Фернель, у которого из-под колета выглядывала ночная рубашка, проявил незаурядное терпение. Он снял сапог с подгибающейся ноги и тщательно осмотрел ее, но не нашел никакого увечья. Потом он взялся за другую ногу — вначале ощупал ее, затем приподнял. Красные капли сверкнули на отвороте сапога, скользнули вниз и впитались в запачканные рейтузы.
Лицо Фернеля сделалось серьезным. Ловким движением он стащил с Тади сапог. Оллав вытянул шею и громко застонал. Врач скальпелем разрезал насквозь промокший чулок и осторожно обнажил искалеченную ногу, но каждый ее дюйм оказался совершенно здоровым и невредимым.

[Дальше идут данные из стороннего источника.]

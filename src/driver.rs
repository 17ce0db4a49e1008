//! Run-and-verify driver.
//!
//! The optimizer is a randomized heuristic: a run can, rarely, end in a
//! state that breaks a fatal invariant. The remedy is to throw the state
//! away and rerun on a freshly loaded problem with new randomness.
//! [`optimize`] performs one checked run; [`optimize_until_sane`] keeps
//! retrying.

use tracing::{error, info, warn};

use crate::error::ProblemError;
use crate::models::Problem;
use crate::optimizer::{EagerOptimizer, OptimizationSummary, Optimizer, OptimizerConfig};
use crate::sanity::{check_sanity, SanityChecker, SanityReport};

/// Result of a checked optimization loop.
#[derive(Debug, Clone)]
pub struct Outcome {
    /// The final allocation.
    pub problem: Problem,
    /// What the last run did.
    pub summary: OptimizationSummary,
    /// Sanity report of the final allocation.
    pub report: SanityReport,
    /// Runs performed, including the final one.
    pub attempts: usize,
}

impl Outcome {
    pub fn passed(&self) -> bool {
        self.report.passed()
    }
}

/// Optimizes `problem` once and checks the result.
///
/// Returns the optimized problem and whether every fatal invariant holds.
pub fn optimize(mut problem: Problem, config: &OptimizerConfig) -> (Problem, bool) {
    EagerOptimizer::with_config(config.clone()).optimize(&mut problem);
    let passed = check_sanity(&problem);
    (problem, passed)
}

/// Loads and optimizes until the result passes the sanity check.
///
/// `load` is called once per attempt, since a failed attempt leaves its
/// problem in an unusable state. With a seed set, attempt `n` (from 0)
/// uses `seed + n`, so the whole loop is reproducible. After
/// `max_attempts` runs the last outcome is returned even if it failed.
///
/// With `max_attempts` set to `None` the loop only ends on a passing
/// run. Input that fails on every attempt keeps it running forever: for
/// example a program with `availableSlots: 0` and a single possible
/// slot gets that slot fixed and always breaks its occurrence limit.
pub fn optimize_until_sane<F>(
    mut load: F,
    config: &OptimizerConfig,
    max_attempts: Option<usize>,
) -> Result<Outcome, ProblemError>
where
    F: FnMut() -> Result<Problem, ProblemError>,
{
    let mut attempts = 0usize;
    loop {
        let mut attempt_config = config.clone();
        attempt_config.seed = config.seed.map(|s| s.wrapping_add(attempts as u64));
        attempts += 1;

        let mut problem = load()?;
        let summary = EagerOptimizer::with_config(attempt_config).optimize(&mut problem);
        let report = SanityChecker::check(&problem);

        if report.passed() {
            info!(attempts, fitness = problem.fitness(), "allocation accepted");
            return Ok(Outcome {
                problem,
                summary,
                report,
                attempts,
            });
        }
        if max_attempts.is_some_and(|max| attempts >= max) {
            error!(attempts, "giving up: allocation still fails sanity checks");
            return Ok(Outcome {
                problem,
                summary,
                report,
                attempts,
            });
        }
        warn!(attempts, "sanity check failed, rerunning with fresh randomness");
    }
}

Все замолкли в недоумении. И только д'Энгиен, который рассеянно ласкал одного из мастифов, вдруг заметил, что собака сама не своя от беспокойства. Двумя пальцами он поднял окровавленный опойковый сапожок, глубокомысленно заглянул внутрь и с торжествующим видом извлек оттуда и показал присутствующим добрую порцию гусиных потрохов, превращенных в кашу пятками и пальчиками барда. Мастиф рявкнул.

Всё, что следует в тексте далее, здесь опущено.